Check every line below, and copy those that include "Command".

○ ○ ○ ○ ○ ○ ○

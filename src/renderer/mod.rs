//! wgpu rendering module
//!
//! Everything is drawn as flat-colored triangles built on the CPU each frame.

pub mod font;
pub mod pipeline;
pub mod scene;
pub mod shapes;
pub mod vertex;

pub use pipeline::{RenderError, RenderState};
pub use scene::SceneBuilder;
pub use vertex::Vertex;
//! Fun Ball Puzzle entry point
//!
//! Opens the window and runs the frame loop: input, update, render, pace.

use std::process::ExitCode;
use std::sync::Arc;
use std::time::Instant;

use thiserror::Error;
use winit::application::ApplicationHandler;
use winit::dpi::LogicalSize;
use winit::event::{KeyEvent, WindowEvent};
use winit::event_loop::{ActiveEventLoop, ControlFlow, EventLoop};
use winit::keyboard::PhysicalKey;
use winit::window::{Window, WindowId};

use fun_ball_puzzle::audio::{self, SoundEffect, SoundPlayer};
use fun_ball_puzzle::consts::*;
use fun_ball_puzzle::platform::{Command, FrameClock, KeyState};
use fun_ball_puzzle::renderer::{RenderError, RenderState, SceneBuilder};
use fun_ball_puzzle::sim::{GameEvent, GameState, tick};
use fun_ball_puzzle::{Settings, Tuning};

#[derive(Debug, Error)]
enum AppError {
    #[error("event loop failed: {0}")]
    EventLoop(#[from] winit::error::EventLoopError),
    #[error("failed to open window: {0}")]
    Window(#[from] winit::error::OsError),
    #[error(transparent)]
    Render(#[from] RenderError),
}

/// Window and GPU state, created once the event loop is running
struct Graphics {
    window: Arc<Window>,
    renderer: RenderState,
}

/// Process context: the single owner of every long-lived resource
struct App {
    settings: Settings,
    audio: Box<dyn SoundPlayer>,
    game: GameState,
    keys: KeyState,
    clock: FrameClock,
    scene: SceneBuilder,
    graphics: Option<Graphics>,
    /// Fatal error to report once the loop has exited
    error: Option<AppError>,
}

impl App {
    fn new(settings: Settings, tuning: Tuning, seed: u64) -> Self {
        let audio = audio::load_player(&settings);
        log::info!("Game initialized with seed: {}", seed);

        Self {
            settings,
            audio,
            game: GameState::with_tuning(seed, tuning),
            keys: KeyState::new(),
            clock: FrameClock::new(FPS),
            scene: SceneBuilder::new(),
            graphics: None,
            error: None,
        }
    }

    fn init_graphics(&self, event_loop: &ActiveEventLoop) -> Result<Graphics, AppError> {
        let attributes = Window::default_attributes()
            .with_title(self.settings.title.clone())
            .with_inner_size(LogicalSize::new(SCREEN_WIDTH, SCREEN_HEIGHT))
            .with_resizable(false);
        let window = Arc::new(event_loop.create_window(attributes)?);
        let renderer = pollster::block_on(RenderState::new(window.clone()))?;

        Ok(Graphics { window, renderer })
    }

    fn fail(&mut self, event_loop: &ActiveEventLoop, error: AppError) {
        log::error!("{}", error);
        self.error = Some(error);
        event_loop.exit();
    }

    /// One pass of the loop: update the simulation, react to its events, draw
    fn frame(&mut self, event_loop: &ActiveEventLoop, now: Instant) {
        let dt = self.clock.tick(now);
        tick(&mut self.game, &self.keys.tick_input(), dt);

        for event in self.game.drain_events() {
            self.on_game_event(event);
        }

        self.render(event_loop);
    }

    fn on_game_event(&self, event: GameEvent) {
        match event {
            GameEvent::Started => log::info!("Game started"),
            GameEvent::Restarted => log::info!("Game restarted"),
            GameEvent::BallCaught { points } => {
                log::debug!("Caught ball worth {} (score {})", points, self.game.score);
                self.audio.play(SoundEffect::Catch);
            }
            GameEvent::BallMissed => log::debug!("Ball missed"),
            GameEvent::GameOver { reason, score } => {
                log::info!("Game over ({:?}), final score {}", reason, score);
                self.audio.play(SoundEffect::GameOver);
            }
        }
    }

    fn render(&mut self, event_loop: &ActiveEventLoop) {
        let Some(graphics) = self.graphics.as_mut() else {
            return;
        };

        let vertices = self.scene.build(&self.game);
        match graphics.renderer.render(&vertices) {
            Ok(()) => {}
            Err(wgpu::SurfaceError::Lost | wgpu::SurfaceError::Outdated) => {
                graphics.renderer.reconfigure();
            }
            Err(wgpu::SurfaceError::OutOfMemory) => {
                log::error!("Out of memory!");
                event_loop.exit();
            }
            Err(e) => log::warn!("Render error: {:?}", e),
        }
    }
}

impl ApplicationHandler for App {
    fn resumed(&mut self, event_loop: &ActiveEventLoop) {
        if self.graphics.is_some() {
            return;
        }
        match self.init_graphics(event_loop) {
            Ok(graphics) => {
                self.graphics = Some(graphics);
                self.clock = FrameClock::new(FPS);
            }
            Err(e) => self.fail(event_loop, e),
        }
    }

    fn window_event(&mut self, event_loop: &ActiveEventLoop, _id: WindowId, event: WindowEvent) {
        match event {
            WindowEvent::CloseRequested => event_loop.exit(),
            WindowEvent::KeyboardInput {
                event:
                    KeyEvent {
                        physical_key: PhysicalKey::Code(code),
                        state,
                        repeat,
                        ..
                    },
                ..
            } => match self.keys.handle_key(code, state, repeat) {
                Some(Command::Quit) => event_loop.exit(),
                Some(Command::Space) => self.game.press_space(),
                None => {}
            },
            WindowEvent::Focused(false) => self.keys.release_all(),
            WindowEvent::Resized(size) => {
                if let Some(graphics) = self.graphics.as_mut() {
                    graphics.renderer.resize(size.width, size.height);
                }
            }
            WindowEvent::RedrawRequested => self.render(event_loop),
            _ => {}
        }
    }

    fn about_to_wait(&mut self, event_loop: &ActiveEventLoop) {
        if self.graphics.is_none() {
            return;
        }

        let now = Instant::now();
        if self.clock.frame_due(now) {
            self.frame(event_loop, now);
        }
        event_loop.set_control_flow(ControlFlow::WaitUntil(self.clock.deadline()));
    }

    fn exiting(&mut self, _event_loop: &ActiveEventLoop) {
        if let Some(graphics) = &self.graphics {
            log::debug!("Closing window {:?}", graphics.window.id());
        }
        log::info!("Fun Ball Puzzle exiting");
    }
}

fn run() -> Result<(), AppError> {
    let settings = Settings::default();
    let tuning = Tuning::default();
    match (serde_json::to_string(&settings), serde_json::to_string(&tuning)) {
        (Ok(s), Ok(t)) => log::debug!("Settings: {s}, tuning: {t}"),
        _ => log::debug!("Settings: {:?}, tuning: {:?}", settings, tuning),
    }

    let event_loop = EventLoop::new()?;
    let mut app = App::new(settings, tuning, rand::random());
    event_loop.run_app(&mut app)?;

    match app.error.take() {
        Some(e) => Err(e),
        None => Ok(()),
    }
}

fn main() -> ExitCode {
    env_logger::init();
    log::info!("Fun Ball Puzzle starting...");

    match run() {
        Ok(()) => ExitCode::SUCCESS,
        Err(e) => {
            log::error!("{}", e);
            eprintln!("fun-ball-puzzle: {e}");
            ExitCode::FAILURE
        }
    }
}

○ ○ ○ ○ ○ ○ ○

Response to the task:
use fun_ball_puzzle::platform::{Command, FrameClock, KeyState};
                Some(Command::Quit) => event_loop.exit(),
                Some(Command::Space) => self.game.press_space(),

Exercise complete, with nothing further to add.